Below are some of the strategies you can use to resolve conflicts.
Type Renaming Resolution Strategy
Suppose you are a User service trying to expose a Profile
type representing a user’s profile.
type Query {
userProfile: Profile
}
type Profile {
userId: ID
firstName: String
lastName: String
age: Int
}
Looks good on paper, but when you try to integrate with the orchestrator, it rejects your schema because Profile is conflicting
with another type Profile
defined by another service!
type Query {
financialProfile: Profile
}
type Profile {
income: Float
debt: Float
}
How do we fix this?
Be as specific as possible when building your schema types. For example, a Profile
type can be made more specific by
answering the following questions:
- What specific profile is this (Finance, User)?
- Does your type belong to a specific product (TurboTax, Mint)?
The results of answering the questions above and applying it to the Profile
type could be:
TurboTaxUserProfile
MintUserProfile
@rename Directive Resolution Strategy
This resolution strategy is useful for initial on-boarding purposes where you have clients that already call your service’s GraphQL endpoint, but you need to rename conflicting types in order to register with the orchestrator.

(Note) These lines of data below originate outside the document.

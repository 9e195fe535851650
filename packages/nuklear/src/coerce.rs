//! Coercion of host values into the exact ranges and shapes native slots
//! accept.
//!
//! Two policies live here and they are deliberately different: magnitudes are
//! clamped silently and totally, while sequence arity is a hard precondition
//! that fails with `LengthMismatch`.

use std::{
    error::Error,
    fmt::{self, Formatter, Display},
};


/// Clamp an integer channel into `[0, 255]`.
pub fn clamp_channel(v: i32) -> u8 {
    v.clamp(0, 255) as u8
}

/// Saturate a float channel into `[0.0, 1.0]`. NaN saturates to 0.
pub fn saturate(v: f32) -> f32 {
    let v = if 1.0 < v { 1.0 } else { v };
    if 0.0 < v { v } else { 0.0 }
}

/// Saturate a float channel and scale it to a byte, truncating.
pub fn channel_from_f32(v: f32) -> u8 {
    (saturate(v) * 255.0) as u8
}

/// Conversion of an arbitrary host integer into a fixed-width slot, capping
/// at the slot's bounds rather than wrapping.
pub trait SaturatingFrom<T>: Sized {
    fn saturating_from(v: T) -> Self;
}

macro_rules! saturating_from_wide {
    ($($slot:ty),*$(,)?)=>{
        $(
        impl SaturatingFrom<i128> for $slot {
            fn saturating_from(v: i128) -> Self {
                v.clamp(<$slot>::MIN as i128, <$slot>::MAX as i128) as $slot
            }
        }
        )*
    };
}

saturating_from_wide!(i8, u8, i16, u16, i32, u32, i64, u64, isize, usize);

/// Saturate any integer that widens losslessly into `i128` into slot type
/// `T`.
pub fn saturating<T, V>(v: V) -> T
where
    T: SaturatingFrom<i128>,
    V: Into<i128>,
{
    T::saturating_from(v.into())
}


/// A sequence was supplied for a fixed-arity field with the wrong number of
/// elements.
#[derive(Debug, Copy, Clone, PartialEq, Eq)]
pub struct LengthMismatch {
    pub expected: usize,
    pub actual: usize,
}

impl Display for LengthMismatch {
    fn fmt(&self, f: &mut Formatter) -> fmt::Result {
        write!(
            f,
            "expected a sequence of exactly {} elements, got {}",
            self.expected,
            self.actual,
        )
    }
}

impl Error for LengthMismatch {}

/// Convert a slice into a fixed-size array. Never truncates or pads.
pub fn fixed_array<T, const N: usize>(seq: &[T]) -> Result<[T; N], LengthMismatch>
where
    T: Copy,
{
    <[T; N]>::try_from(seq)
        .map_err(|_| LengthMismatch {
            expected: N,
            actual: seq.len(),
        })
}


#[test]
fn test_clamp_channel() {
    assert_eq!(clamp_channel(-1), 0);
    assert_eq!(clamp_channel(i32::MIN), 0);
    assert_eq!(clamp_channel(0), 0);
    assert_eq!(clamp_channel(100), 100);
    assert_eq!(clamp_channel(255), 255);
    assert_eq!(clamp_channel(256), 255);
    assert_eq!(clamp_channel(i32::MAX), 255);
}

#[test]
fn test_saturate() {
    assert_eq!(saturate(-0.1), 0.0);
    assert_eq!(saturate(1.1), 1.0);
    assert_eq!(saturate(0.5), 0.5);
    assert_eq!(saturate(f32::NAN), 0.0);
    assert_eq!(saturate(f32::INFINITY), 1.0);
    assert_eq!(saturate(f32::NEG_INFINITY), 0.0);
    assert_eq!(channel_from_f32(100.0 / 255.0), 100);
    assert_eq!(channel_from_f32(-0.1), 0);
    assert_eq!(channel_from_f32(1.1), 255);
}

#[test]
fn test_saturating_width() {
    assert_eq!(saturating::<i16, i64>(40_000), i16::MAX);
    assert_eq!(saturating::<i16, i64>(-40_000), i16::MIN);
    assert_eq!(saturating::<i16, i32>(-12), -12);
    assert_eq!(saturating::<u32, i64>(-1), 0);
    assert_eq!(saturating::<u32, u64>(u64::MAX), u32::MAX);
    assert_eq!(saturating::<u16, u8>(200), 200);
}

#[test]
fn test_fixed_array_arity() {
    let arr: [i32; 3] = fixed_array(&[1, 2, 3]).unwrap();
    assert_eq!(arr, [1, 2, 3]);

    let err = fixed_array::<i32, 3>(&[1, 2, 3, 4]).unwrap_err();
    assert_eq!(err, LengthMismatch { expected: 3, actual: 4 });

    let err = fixed_array::<f32, 4>(&[1.0]).unwrap_err();
    assert_eq!(err, LengthMismatch { expected: 4, actual: 1 });
    assert!(fixed_array::<u8, 4>(&[]).is_err());
}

Suppose that you need to change your Profile
type to TurboTaxUserProfile
. However, you have existing clients that
query your profile with fragments and fragment definitions which require the actual type name:
query {
profile {
...userProfile
}
}
fragment userProfile on Profile {
userId
firstName
lastName
}
You cannot rename the type Profile
to something else because the new type will cause the queries of existing clients
with these fragments to fail!
How do we fix this?
With @rename directive, you can expose type Profile
in your service (and accept queries that specify the
Profile
type), but expose that type as something else through the orchestrator. For example, an introspection on your
service would yield Profile
, but an introspection on the orchestrator would yield Finance_Profile
type Query {
financialProfile: Profile
}
type Profile @rename(to: "Financial_Profile"){
income: Float
debt: Float
}
In the example configuration below, types Profile
will become Financial_Profile
in the orchestrator schema,
but will remain Profile
in your service. Subsequently, at runtime, when the orchestrator calls your service to resolve Financial_Profile
,
the namespace information will be stripped away, and your service will receive queries for Profile
.
Field Conflict Resolution
When the number of providers increase, you might run into a scenario where 2 providers provide the same field names. To get past it, you can use the @rename directive at the field level and resolve such field level naming conflicts.